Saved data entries
>>>>

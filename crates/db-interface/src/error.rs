use std::{io, time::Duration};

use thiserror::Error;

use super::{pool::PoolKind, task::TaskId};

/// A failure reported by the database itself, or by the driver talking to it.
///
/// Task callables and [`Connection`](crate::Connection) implementations raise this type; the
/// scheduler never inspects it, it only carries it back to whoever is waiting for the result.
#[derive(Debug, Clone, Error, PartialEq, Eq)]
#[error("{message}")]
pub struct DatabaseError {
	message: String,
	sql_state: Option<String>,
	vendor_code: Option<i32>,
}

impl DatabaseError {
	pub fn new(message: impl Into<String>) -> Self {
		Self {
			message: message.into(),
			sql_state: None,
			vendor_code: None,
		}
	}

	#[must_use]
	pub fn with_sql_state(mut self, sql_state: impl Into<String>) -> Self {
		self.sql_state = Some(sql_state.into());
		self
	}

	#[must_use]
	pub const fn with_vendor_code(mut self, vendor_code: i32) -> Self {
		self.vendor_code = Some(vendor_code);
		self
	}

	#[must_use]
	pub fn message(&self) -> &str {
		&self.message
	}

	#[must_use]
	pub fn sql_state(&self) -> Option<&str> {
		self.sql_state.as_deref()
	}

	#[must_use]
	pub const fn vendor_code(&self) -> Option<i32> {
		self.vendor_code
	}
}

/// Everything the scheduler can hand back to a caller instead of a result.
#[derive(Debug, Error)]
pub enum InterfaceError {
	#[error(transparent)]
	Database(#[from] DatabaseError),
	#[error("gave up waiting after {waited:?}")]
	Timeout { waited: Duration },
	#[error("task <id='{0}'> was canceled")]
	Canceled(TaskId),
	#[error("task <id='{task_id}'> panicked: {message}")]
	Panicked { task_id: TaskId, message: String },
	#[error("interface queue shut down before task <id='{0}'> could run")]
	Shutdown(TaskId),
	#[error("task <id='{0}'> was submitted asynchronously, its result is discarded")]
	Released(TaskId),
	#[error("worker pool '{0}' is shut down")]
	PoolShutdown(PoolKind),
	#[error("failed to spawn a worker thread for pool '{kind}'")]
	Spawn {
		kind: PoolKind,
		#[source]
		source: io::Error,
	},
}

impl InterfaceError {
	/// The caller stopped waiting; the work itself may still be running.
	#[must_use]
	pub const fn is_timeout(&self) -> bool {
		matches!(self, Self::Timeout { .. })
	}

	#[must_use]
	pub const fn is_canceled(&self) -> bool {
		matches!(self, Self::Canceled(_))
	}

	#[must_use]
	pub const fn database_error(&self) -> Option<&DatabaseError> {
		if let Self::Database(e) = self {
			Some(e)
		} else {
			None
		}
	}
}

<<<<

**ACTION ITEM**
For each line in the records that holds "None", show that line as it stands.

**TASK ANSWER**
			sql_state: None,
			vendor_code: None,
			None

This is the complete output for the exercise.